_Task to complete:_ Would you please return the lines of the entries below starting at the line that has "bit_codes::read_bit_short(self.data, &mut self.position)" and ending at the line that has "fn read_signed_modular_char(&mut self)", both included, exactly as they are?

_Data:_
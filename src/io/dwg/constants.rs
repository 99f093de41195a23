//! Prefix codes and size limits of the DWG bitstream encodings.

/// 2-bit prefix codes of the BitShort (BS) type.
pub mod bit_short {
    /// 00: a raw short (2 bytes, LSB first) follows
    pub const NORMAL: u8 = 0;
    /// 01: an unsigned char follows
    pub const UNSIGNED_CHAR: u8 = 1;
    /// 10: the value is 0, no data follows
    pub const ZERO_VALUE: u8 = 2;
    /// 11: the value is 256, no data follows
    pub const VALUE_256: u8 = 3;
}

/// 2-bit prefix codes of the BitLong (BL) type.
pub mod bit_long {
    /// 00: a raw long (4 bytes, LSB first) follows
    pub const NORMAL: u8 = 0;
    /// 01: an unsigned char follows
    pub const UNSIGNED_CHAR: u8 = 1;
    /// 10: the value is 0, no data follows
    pub const ZERO_VALUE: u8 = 2;
    /// 11: not used
    pub const NOT_USED: u8 = 3;
}

/// 2-bit prefix codes of the BitDouble (BD) type.
pub mod bit_double {
    /// 00: a raw double (8 bytes, LSB first) follows
    pub const NORMAL: u8 = 0;
    /// 01: the value is 1.0
    pub const ONE_VALUE: u8 = 1;
    /// 10: the value is 0.0
    pub const ZERO_VALUE: u8 = 2;
    /// 11: not used, decodes as 0.0
    pub const NOT_USED: u8 = 3;
}

/// 2-bit prefix codes of the BitDouble-with-default (DD) type.
pub mod bit_double_with_default {
    /// 00: the default is used unchanged
    pub const DEFAULT_VALUE: u8 = 0;
    /// 01: 4 bytes patch the low 4 bytes of the default
    pub const PATCH_4_BYTES: u8 = 1;
    /// 10: 6 bytes patch bytes 4–5 and then bytes 0–3 of the default
    pub const PATCH_6_BYTES: u8 = 2;
    /// 11: a full raw double follows
    pub const FULL_RAW_DOUBLE: u8 = 3;
}

/// Largest handle payload the format defines.
pub const MAX_HANDLE_BYTES: usize = 8;

/// Largest number of bytes in a modular char (MC).
pub const MAX_MODULAR_CHAR_BYTES: usize = 8;

/// Largest number of bytes in a modular short (MS).
pub const MAX_MODULAR_SHORT_BYTES: usize = 4;

/// Size of a section sentinel.
pub const SENTINEL_SIZE: usize = 16;

/// Continuation flag of a modular char byte / modular short high byte.
pub const CONTINUATION_FLAG: u8 = 0b1000_0000;

/// Sign flag in the most significant byte of a signed modular char.
pub const MODULAR_CHAR_SIGN_FLAG: u8 = 0b0100_0000;
//! DWG bitstream primitives.
//!
//! DWG object records are packed bit by bit rather than byte by byte. This
//! module decodes (and encodes) the primitive value types those records are
//! built from.
//!
//! # Module Structure
//!
//! - [`constants`] - Prefix codes and size limits of the encodings
//! - [`crc`] - CRC-8 (16-bit) checksum over byte ranges
//! - [`reference_type`] - Handle reference codes and resolution
//! - [`reader`] - Bit-level decoders and the stream reader
//! - [`writer`] - Bit-level encoders and the stream writer

pub mod constants;
pub mod crc;
pub mod reader;
pub mod reference_type;
pub mod writer;

// Re-export commonly used types
pub use crc::{crc8, crc8_range, Crc8};
pub use reader::{DwgStreamReaderBase, DwgStreamReaderConfiguration, IDwgStreamReader};
pub use reference_type::{DwgReferenceType, HandleReference};
pub use writer::{DwgStreamWriterBase, IDwgStreamWriter};
//! Buffer-backed implementation of [`IDwgStreamReader`].
//!
//! The reader borrows a byte buffer and owns a bit cursor; every method
//! forwards to the free functions of the sibling modules, so decoding
//! through the reader or through the functions is bit-for-bit identical.

use crate::error::Result;
use crate::io::dwg::constants::{MAX_HANDLE_BYTES, SENTINEL_SIZE};
use crate::io::dwg::reference_type::HandleReference;

use super::stream_reader::IDwgStreamReader;
use super::{bit_codes, bit_ops, handle_reference, modular};

use encoding_rs::Encoding;

/// Configuration options for the stream reader.
#[derive(Debug, Clone)]
pub struct DwgStreamReaderConfiguration {
    /// Largest handle payload accepted, in bytes.
    ///
    /// Default: 8. Larger values are clamped to 8.
    pub max_handle_bytes: usize,

    /// Code page used to decode variable text.
    ///
    /// Default: Windows-1252.
    pub encoding: &'static Encoding,
}

impl Default for DwgStreamReaderConfiguration {
    fn default() -> Self {
        Self {
            max_handle_bytes: MAX_HANDLE_BYTES,
            encoding: encoding_rs::WINDOWS_1252,
        }
    }
}

/// Bit-level reader over a borrowed DWG record buffer.
#[derive(Debug, Clone)]
pub struct DwgStreamReaderBase<'a> {
    data: &'a [u8],
    position: usize,
    config: DwgStreamReaderConfiguration,
}

impl<'a> DwgStreamReaderBase<'a> {
    /// Create a reader at bit 0 with the default configuration.
    pub fn new(data: &'a [u8]) -> Self {
        Self::with_config(data, DwgStreamReaderConfiguration::default())
    }

    /// Create a reader at bit 0 with a custom configuration.
    pub fn with_config(data: &'a [u8], config: DwgStreamReaderConfiguration) -> Self {
        Self {
            data,
            position: 0,
            config,
        }
    }

    /// Create a reader starting at the given bit position.
    pub fn new_at(data: &'a [u8], position: usize) -> Self {
        let mut reader = Self::new(data);
        reader.set_position_in_bits(position);
        reader
    }

    /// The configuration in use.
    pub fn config(&self) -> &DwgStreamReaderConfiguration {
        &self.config
    }

    /// Set the text encoding.
    pub fn set_encoding(&mut self, encoding: &'static Encoding) {
        self.config.encoding = encoding;
    }

    /// The underlying buffer.
    pub fn data(&self) -> &'a [u8] {
        self.data
    }

    /// Byte length of the underlying buffer.
    pub fn stream_length(&self) -> usize {
        self.data.len()
    }
}

impl IDwgStreamReader for DwgStreamReaderBase<'_> {
    fn position_in_bits(&self) -> usize {
        self.position
    }

    fn set_position_in_bits(&mut self, position: usize) {
        self.position = position;
    }

    fn remaining_bits(&self) -> usize {
        (self.data.len() * 8).saturating_sub(self.position)
    }

    fn read_bit(&mut self) -> Result<bool> {
        bit_ops::read_bit(self.data, &mut self.position)
    }

    fn read_2bits(&mut self) -> Result<u8> {
        bit_ops::read_2bits(self.data, &mut self.position)
    }

    fn read_3bits(&mut self) -> Result<u8> {
        bit_ops::read_3bits(self.data, &mut self.position)
    }

    fn read_4bits(&mut self) -> Result<u8> {
        bit_ops::read_4bits(self.data, &mut self.position)
    }

    fn read_bit_short(&mut self) -> Result<i16> {
        bit_codes::read_bit_short(self.data, &mut self.position)
    }

    fn read_bit_long(&mut self) -> Result<i32> {
        bit_codes::read_bit_long(self.data, &mut self.position)
    }

    fn read_bit_double(&mut self) -> Result<f64> {
        bit_codes::read_bit_double(self.data, &mut self.position)
    }

    fn read_bit_double_with_default(&mut self, def: f64) -> Result<f64> {
        bit_codes::read_bit_double_with_default(self.data, &mut self.position, def)
    }

    fn read_raw_char(&mut self) -> Result<u8> {
        bit_ops::read_raw_char(self.data, &mut self.position)
    }

    fn read_raw_short(&mut self) -> Result<i16> {
        bit_ops::read_raw_short(self.data, &mut self.position)
    }

    fn read_raw_ushort(&mut self) -> Result<u16> {
        bit_ops::read_raw_ushort(self.data, &mut self.position)
    }

    fn read_raw_long(&mut self) -> Result<i32> {
        bit_ops::read_raw_long(self.data, &mut self.position)
    }

    fn read_raw_double(&mut self) -> Result<f64> {
        bit_ops::read_raw_double(self.data, &mut self.position)
    }

    fn read_bytes(&mut self, length: usize) -> Result<Vec<u8>> {
        bit_ops::read_bytes(self.data, &mut self.position, length)
    }

    fn read_modular_char(&mut self) -> Result<u64> {
        modular::read_modular_char(self.data, &mut self.position)
    }

    fn read_signed_modular_char(&mut self) -> Result<i64> {
        modular::read_signed_modular_char(self.data, &mut self.position)
    }

    fn read_modular_short(&mut self) -> Result<u32> {
        modular::read_modular_short(self.data, &mut self.position)
    }

    fn handle_reference(&mut self) -> Result<HandleReference> {
        handle_reference::read_handle_with_limit(
            self.data,
            &mut self.position,
            self.config.max_handle_bytes,
        )
    }

    fn handle_reference_8bit_length(&mut self) -> Result<HandleReference> {
        handle_reference::read_handle_8bit_length_with_limit(
            self.data,
            &mut self.position,
            self.config.max_handle_bytes,
        )
    }

    fn read_variable_text(&mut self) -> Result<String> {
        bit_codes::read_variable_text_with_encoding(
            self.data,
            &mut self.position,
            self.config.encoding,
        )
    }

    fn read_sentinel(&mut self) -> Result<[u8; SENTINEL_SIZE]> {
        bit_ops::read_sentinel(self.data, &mut self.position)
    }
}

_Worked solution:_
        bit_codes::read_bit_short(self.data, &mut self.position)
    }

    fn read_bit_long(&mut self) -> Result<i32> {
        bit_codes::read_bit_long(self.data, &mut self.position)
    }

    fn read_bit_double(&mut self) -> Result<f64> {
        bit_codes::read_bit_double(self.data, &mut self.position)
    }

    fn read_bit_double_with_default(&mut self, def: f64) -> Result<f64> {
        bit_codes::read_bit_double_with_default(self.data, &mut self.position, def)
    }

    fn read_raw_char(&mut self) -> Result<u8> {
        bit_ops::read_raw_char(self.data, &mut self.position)
    }

    fn read_raw_short(&mut self) -> Result<i16> {
        bit_ops::read_raw_short(self.data, &mut self.position)
    }

    fn read_raw_ushort(&mut self) -> Result<u16> {
        bit_ops::read_raw_ushort(self.data, &mut self.position)
    }

    fn read_raw_long(&mut self) -> Result<i32> {
        bit_ops::read_raw_long(self.data, &mut self.position)
    }

    fn read_raw_double(&mut self) -> Result<f64> {
        bit_ops::read_raw_double(self.data, &mut self.position)
    }

    fn read_bytes(&mut self, length: usize) -> Result<Vec<u8>> {
        bit_ops::read_bytes(self.data, &mut self.position, length)
    }

    fn read_modular_char(&mut self) -> Result<u64> {
        modular::read_modular_char(self.data, &mut self.position)
    }

    fn read_signed_modular_char(&mut self) -> Result<i64> {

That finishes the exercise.